Robert Covington has struggled in the series but made a determined quest to get Portland back into the game.  A pair of late buckets with a key steal in between kept the Blazers in the game, a feat made doubly impressive by Covington having five fouls at the time.  The Nuggets made a point of targeting the best defenders with foul trouble in front of a raucous crowd, and Jusuf Nurkic fell into that trap.  Covington avoided the pitfall and was key in the Blazers forcing overtime.  The toll of 44 minutes at mile-high altitude sapped his offense in the extra periods, but his effort allowed Portland to get there at all.

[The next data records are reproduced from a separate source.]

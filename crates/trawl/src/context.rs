//! Per-search matching state.

use std::sync::Arc;

use trawl_core::MatchOptions;
use trawl_syntax::{ArrayBackedNodeIterator, Node, ParseResult};

use crate::compiler::CompiledPattern;
use crate::sink::{DuplicateFilteringResultSink, MatchResultSink};
use crate::visitor::{MatchingVisitor, Pins};

const CONTEXT_TARGET: &str = "trawl::context";

/// Lifecycle of a [`MatchContext`].
#[derive(Debug, Clone, Copy, PartialEq, Eq, Default)]
pub enum ContextState {
    /// Nothing configured.
    #[default]
    Fresh,
    /// A pattern and a sink are in place.
    Configured,
    /// Tasks are being processed.
    Draining,
    /// The sink has been told the search is over.
    Finished,
}

/// The pattern, sink, and switches for one search invocation.
///
/// The sink is always wrapped in a [`DuplicateFilteringResultSink`], so a
/// node reached through overlapping scope elements is reported once.
pub struct MatchContext<'s> {
    state: ContextState,
    pattern: Option<Arc<CompiledPattern>>,
    sink: Option<DuplicateFilteringResultSink<Box<dyn MatchResultSink + 's>>>,
    recurse: bool,
    pins: Pins,
}

impl Default for MatchContext<'_> {
    fn default() -> Self {
        Self::new()
    }
}

impl std::fmt::Debug for MatchContext<'_> {
    fn fmt(&self, f: &mut std::fmt::Formatter<'_>) -> std::fmt::Result {
        f.debug_struct("MatchContext")
            .field("state", &self.state)
            .field("pattern", &self.pattern.as_ref().map(|p| p.options().pattern()))
            .field("recurse", &self.recurse)
            .field("pins", &self.pins.len())
            .finish_non_exhaustive()
    }
}

impl<'s> MatchContext<'s> {
    /// Creates an unconfigured context that matches recursively.
    #[must_use]
    pub fn new() -> Self {
        Self {
            state: ContextState::Fresh,
            pattern: None,
            sink: None,
            recurse: true,
            pins: Pins::new(),
        }
    }

    /// Installs a pattern and sink, discarding any previous configuration.
    pub fn configure(&mut self, pattern: Arc<CompiledPattern>, sink: Box<dyn MatchResultSink + 's>) {
        self.clear();
        self.pattern = Some(pattern);
        self.sink = Some(DuplicateFilteringResultSink::new(sink));
        self.state = ContextState::Configured;
    }

    /// Returns the lifecycle state.
    #[must_use]
    pub const fn state(&self) -> ContextState {
        self.state
    }

    /// Returns the compiled pattern, if configured.
    #[must_use]
    pub const fn pattern(&self) -> Option<&Arc<CompiledPattern>> {
        self.pattern.as_ref()
    }

    /// Returns the options of the configured pattern.
    #[must_use]
    pub fn options(&self) -> Option<&MatchOptions> {
        self.pattern.as_deref().map(CompiledPattern::options)
    }

    /// Returns whether matching descends into candidate children.
    #[must_use]
    pub const fn should_recursively_match(&self) -> bool {
        self.recurse
    }

    /// Turns descent into candidate children on or off.
    pub const fn set_should_recursively_match(&mut self, recurse: bool) {
        self.recurse = recurse;
    }

    /// Requires `pattern_node` to match `candidate` and nothing else.
    pub fn pin(&mut self, pattern_node: Node<'_>, candidate: Node<'_>) {
        self.pins.insert(pattern_node.id(), candidate.id());
    }

    /// Marks the start of task processing.
    pub fn begin_draining(&mut self) {
        if self.state == ContextState::Configured {
            self.state = ContextState::Draining;
        }
    }

    pub(crate) fn sink_mut(
        &mut self,
    ) -> Option<&mut DuplicateFilteringResultSink<Box<dyn MatchResultSink + 's>>> {
        self.sink.as_mut()
    }

    /// Matches the pattern at `node` and, when recursion is on, inside it.
    ///
    /// Trees in another language than the pattern are ignored. Returns the
    /// number of results handed to the sink, before duplicate filtering.
    pub fn match_element<'t>(&mut self, tree: &'t ParseResult, node: Node<'t>) -> usize {
        let Self {
            pattern,
            sink,
            recurse,
            pins,
            ..
        } = self;
        let (Some(pattern), Some(sink)) = (pattern.as_deref(), sink.as_mut()) else {
            return 0;
        };
        if pattern.language() != tree.language() {
            tracing::trace!(
                target: CONTEXT_TARGET,
                event = "language_skipped",
                file = %tree.label(),
            );
            return 0;
        }

        let mut emitted = 0_usize;
        let visitor = MatchingVisitor::new(pattern, tree, Some(&*pins), *recurse);
        visitor.match_context(&mut ArrayBackedNodeIterator::single(node), &mut |result| {
            emitted += 1;
            sink.new_match(result);
        });
        emitted
    }

    /// Tells the sink the search is over, once.
    pub fn finish(&mut self) {
        if self.state == ContextState::Finished {
            return;
        }
        if let Some(sink) = self.sink.as_mut() {
            sink.matching_finished();
            self.state = ContextState::Finished;
        }
    }

    /// Drops the pattern, sink, and pins and returns to [`ContextState::Fresh`].
    pub fn clear(&mut self) {
        self.state = ContextState::Fresh;
        self.pattern = None;
        self.sink = None;
        self.recurse = true;
        self.pins.clear();
    }
}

2. Lillard Time in the Mountain Time Zone

Damian Lillard continued to state his case as the most clutch shooter in the NBA today. Fifty-five points were not enough; he had to do it on a near-flawless 17-of-24 from the field and 12-of-17 from three.  He added 10 assists, including on key threes by Covington and CJ McCollum that forced the overtime.  Denver only sealed the game in the second overtime by ensuring that anyone on the Blazers would get the ball except Lillard.  Sure enough, Norman Powell was a non-factor past the third quarter, and McCollum’s rough night from the field (7-of-22, 2-of-8 from three) only got worse.  If Portland had won, Lillard’s overtime heroics of dragging the Blazers back into the game would become the stuff of Blazer legend.  Instead, it is a cool footnote on a disappointing loss.

3. Energy Drain

If there was any game that called into question the depth of the Blazers, this was it.  Despite playing two extra five-minute periods, Portland stuck with nine players, and the ninth only saw the court because Jusuf Nurkic fouled out late in the fourth quarter.  Lillard, McCollum, and Powell all played 51 or more minutes.  Playing that much at high elevation can be draining for even the best athletes, and now that effort was in a loss.  The Blazers face elimination with a core of players dead tired from this game.  Coach Terry Stotts does not trust many outside his key rotation during playoff time, but no minutes for Nassir Little, Harry Giles III, or Derrick Jones Jr. is puzzling at Denver’s sky-high arena.  

4. The Nurk Trap

Jusuf Nurkic fouled out in the fourth, a trend that hurt the Blazers in the long run.  Not every foul on Nurkic in this series has been accurate.  However, sequences like the one that got him disqualified cannot keep happening.  Nurkic will follow objectionable foul calls against him with obvious ones that justify the original close monitoring of his play.  After a questionable charging call with four minutes left in the fourth, which gave him five fouls, Nurkic picked up his sixth foul on a clear hit on Aaron Gordon on the following possession.   Denver is taking advantage of his aggressiveness, and Nurkic needs to play smarter.

Portland is still alive in this series and has home-court ready to force Game Seven.  Now the Blazers need to dig down, find the energy, and come out hot to silence the Nuggets if they want their playoff dreams to stay alive.